▶ [Try it]:
Make a word-for-word copy of the entries below from their first line through the line with "const TICK_SECONDS: f32 = 0.1;", and add nothing.

***

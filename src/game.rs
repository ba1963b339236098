use ggez::event::EventHandler;
use ggez::input::keyboard::{KeyCode, KeyInput};
use ggez::mint::Point2;
use ggez::{graphics, Context, GameResult};
use log::info;
use rand::rngs::StdRng;
use rand::SeedableRng;

use crate::food::Food;
use crate::grid::{
    Cell, Direction, Grid, GRID_SIZE, SCORE_PANEL_HEIGHT, WINDOW_HEIGHT, WINDOW_WIDTH,
};
use crate::score::HighScoreStore;
use crate::snake::{Snake, UpdateResult};

/// 10 simulation ticks per second.
const TICK_SECONDS: f32 = 0.1;

const BACKGROUND_COLOR: graphics::Color = graphics::Color::new(0.0, 0.0, 0.0, 1.0);
const PANEL_COLOR: graphics::Color = graphics::Color::new(0.157, 0.157, 0.157, 1.0);
const SNAKE_COLOR: graphics::Color = graphics::Color::new(0.0, 1.0, 0.0, 1.0);
const FOOD_COLOR: graphics::Color = graphics::Color::new(1.0, 0.0, 0.0, 1.0);

#[derive(Clone, Copy, PartialEq, Eq, Debug)]
enum GameState {
    Playing,
    GameOver,
}

pub struct Game {
    state: GameState,
    grid: Grid,
    snake: Snake,
    food: Food,
    store: HighScoreStore,
    /// Best score seen so far, kept current for the score panel.
    high_score: u32,
    /// What the store currently holds; a game ending at or below this
    /// value must not rewrite the file.
    saved_high_score: u32,
    /// Last direction key pressed since the previous tick; one effective
    /// change per tick, last press wins.
    pending_direction: Option<Direction>,
    rng: StdRng,
    last_update: f32,
}

impl Game {
    pub fn new(store: HighScoreStore) -> Self {
        Self::with_parts(Grid::default(), store, StdRng::from_entropy())
    }

    fn with_parts(grid: Grid, store: HighScoreStore, mut rng: StdRng) -> Self {
        let high_score = store.load();
        let snake = Snake::new(grid, &mut rng);
        let food = Food::new(grid, &mut rng);
        Game {
            state: GameState::Playing,
            grid,
            snake,
            food,
            store,
            high_score,
            saved_high_score: high_score,
            pending_direction: None,
            rng,
            last_update: 0.0,
        }
    }

    /// One simulation tick: apply the pending direction change, move the
    /// snake, and resolve either the collision transition or an eaten food.
    fn advance(&mut self) {
        if let Some(dir) = self.pending_direction.take() {
            self.snake.change_direction(dir);
        }

        match self.snake.update() {
            UpdateResult::Collided => {
                info!("game over with score {}", self.snake.score());
                if self.high_score > self.saved_high_score {
                    self.store.save(self.high_score);
                    self.saved_high_score = self.high_score;
                    info!("new high score {}", self.high_score);
                }
                self.state = GameState::GameOver;
            }
            UpdateResult::Continuing => {
                if self.snake.head() == self.food.position() {
                    self.snake.grow_and_score();
                    if self.snake.score() > self.high_score {
                        self.high_score = self.snake.score();
                    }
                    self.food.randomize_position(&mut self.rng);
                }
            }
        }
    }

    fn restart(&mut self) {
        self.snake.reset(&mut self.rng);
        self.food.randomize_position(&mut self.rng);
        self.pending_direction = None;
        self.state = GameState::Playing;
    }

    fn cell_rect(cell: Cell) -> graphics::Rect {
        graphics::Rect::new(
            (cell.x * GRID_SIZE) as f32,
            (cell.y * GRID_SIZE + SCORE_PANEL_HEIGHT) as f32,
            (GRID_SIZE - 2) as f32,
            (GRID_SIZE - 2) as f32,
        )
    }

    fn draw_score_panel(&self, ctx: &mut Context, canvas: &mut graphics::Canvas) -> GameResult {
        let panel = graphics::Rect::new(
            0.0,
            0.0,
            WINDOW_WIDTH as f32,
            SCORE_PANEL_HEIGHT as f32,
        );
        canvas.draw(
            &graphics::Mesh::new_rectangle(ctx, graphics::DrawMode::fill(), panel, PANEL_COLOR)?,
            graphics::DrawParam::default(),
        );

        let rule = graphics::Rect::new(
            0.0,
            SCORE_PANEL_HEIGHT as f32,
            WINDOW_WIDTH as f32,
            2.0,
        );
        canvas.draw(
            &graphics::Mesh::new_rectangle(
                ctx,
                graphics::DrawMode::fill(),
                rule,
                graphics::Color::WHITE,
            )?,
            graphics::DrawParam::default(),
        );

        let mut score_text = graphics::Text::new(format!("Score: {}", self.snake.score()));
        let score_text = score_text.set_scale(28.0);
        canvas.draw(
            score_text,
            graphics::DrawParam::default()
                .dest(Point2 {
                    x: WINDOW_WIDTH as f32 / 4.0 - 60.0,
                    y: SCORE_PANEL_HEIGHT as f32 / 2.0 - 14.0,
                })
                .color(graphics::Color::WHITE),
        );

        let mut high_text = graphics::Text::new(format!("High Score: {}", self.high_score));
        let high_text = high_text.set_scale(28.0);
        canvas.draw(
            high_text,
            graphics::DrawParam::default()
                .dest(Point2 {
                    x: 3.0 * WINDOW_WIDTH as f32 / 4.0 - 90.0,
                    y: SCORE_PANEL_HEIGHT as f32 / 2.0 - 14.0,
                })
                .color(graphics::Color::BLUE),
        );

        Ok(())
    }

    fn draw_playing_area(&self, ctx: &mut Context, canvas: &mut graphics::Canvas) -> GameResult {
        for &cell in self.snake.positions() {
            canvas.draw(
                &graphics::Mesh::new_rectangle(
                    ctx,
                    graphics::DrawMode::fill(),
                    Self::cell_rect(cell),
                    SNAKE_COLOR,
                )?,
                graphics::DrawParam::default(),
            );
        }

        canvas.draw(
            &graphics::Mesh::new_rectangle(
                ctx,
                graphics::DrawMode::fill(),
                Self::cell_rect(self.food.position()),
                FOOD_COLOR,
            )?,
            graphics::DrawParam::default(),
        );

        Ok(())
    }

    fn draw_game_over(&self, canvas: &mut graphics::Canvas) -> GameResult {
        let center_x = WINDOW_WIDTH as f32 / 2.0;
        let center_y = WINDOW_HEIGHT as f32 / 2.0;

        let mut title = graphics::Text::new("GAME OVER");
        let title = title.set_scale(48.0);
        canvas.draw(
            title,
            graphics::DrawParam::default()
                .dest(Point2 {
                    x: center_x - 120.0,
                    y: center_y - 100.0,
                })
                .color(FOOD_COLOR),
        );

        let lines = [
            format!("Score: {}", self.snake.score()),
            format!("High Score: {}", self.high_score),
            "Press SPACE to restart".to_string(),
        ];
        for (i, line) in lines.iter().enumerate() {
            let mut text = graphics::Text::new(line.as_str());
            let text = text.set_scale(28.0);
            canvas.draw(
                text,
                graphics::DrawParam::default()
                    .dest(Point2 {
                        x: center_x - 110.0,
                        y: center_y + (i as f32 * 40.0),
                    })
                    .color(graphics::Color::WHITE),
            );
        }

        Ok(())
    }
}

impl EventHandler for Game {
    fn update(&mut self, ctx: &mut Context) -> GameResult {
        if let GameState::Playing = self.state {
            let current_time = ctx.time.time_since_start().as_secs_f32();
            if current_time - self.last_update >= TICK_SECONDS {
                self.last_update = current_time;
                self.advance();
            }
        }
        Ok(())
    }

    fn draw(&mut self, ctx: &mut Context) -> GameResult {
        let mut canvas = graphics::Canvas::from_frame(ctx, BACKGROUND_COLOR);

        self.draw_score_panel(ctx, &mut canvas)?;
        self.draw_playing_area(ctx, &mut canvas)?;
        if let GameState::GameOver = self.state {
            self.draw_game_over(&mut canvas)?;
        }

        canvas.finish(ctx)?;
        Ok(())
    }

    fn key_down_event(&mut self, ctx: &mut Context, input: KeyInput, _repeat: bool) -> GameResult {
        if let Some(keycode) = input.keycode {
            match self.state {
                GameState::Playing => {
                    if let Some(dir) = Direction::from_keycode(keycode) {
                        self.pending_direction = Some(dir);
                    } else if keycode == KeyCode::Escape {
                        ctx.request_quit();
                    }
                }
                GameState::GameOver => match keycode {
                    KeyCode::Space => self.restart(),
                    KeyCode::Escape => ctx.request_quit(),
                    _ => {}
                },
            }
        }
        Ok(())
    }
}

***

▶ [Response to the exercise]:
filename src/game.rs
repository ba1963b339236098
use ggez::event::EventHandler;
use ggez::input::keyboard::{KeyCode, KeyInput};
use ggez::mint::Point2;
use ggez::{graphics, Context, GameResult};
use log::info;
use rand::rngs::StdRng;
use rand::SeedableRng;

use crate::food::Food;
use crate::grid::{
    Cell, Direction, Grid, GRID_SIZE, SCORE_PANEL_HEIGHT, WINDOW_HEIGHT, WINDOW_WIDTH,
};
use crate::score::HighScoreStore;
use crate::snake::{Snake, UpdateResult};

/// 10 simulation ticks per second.
const TICK_SECONDS: f32 = 0.1;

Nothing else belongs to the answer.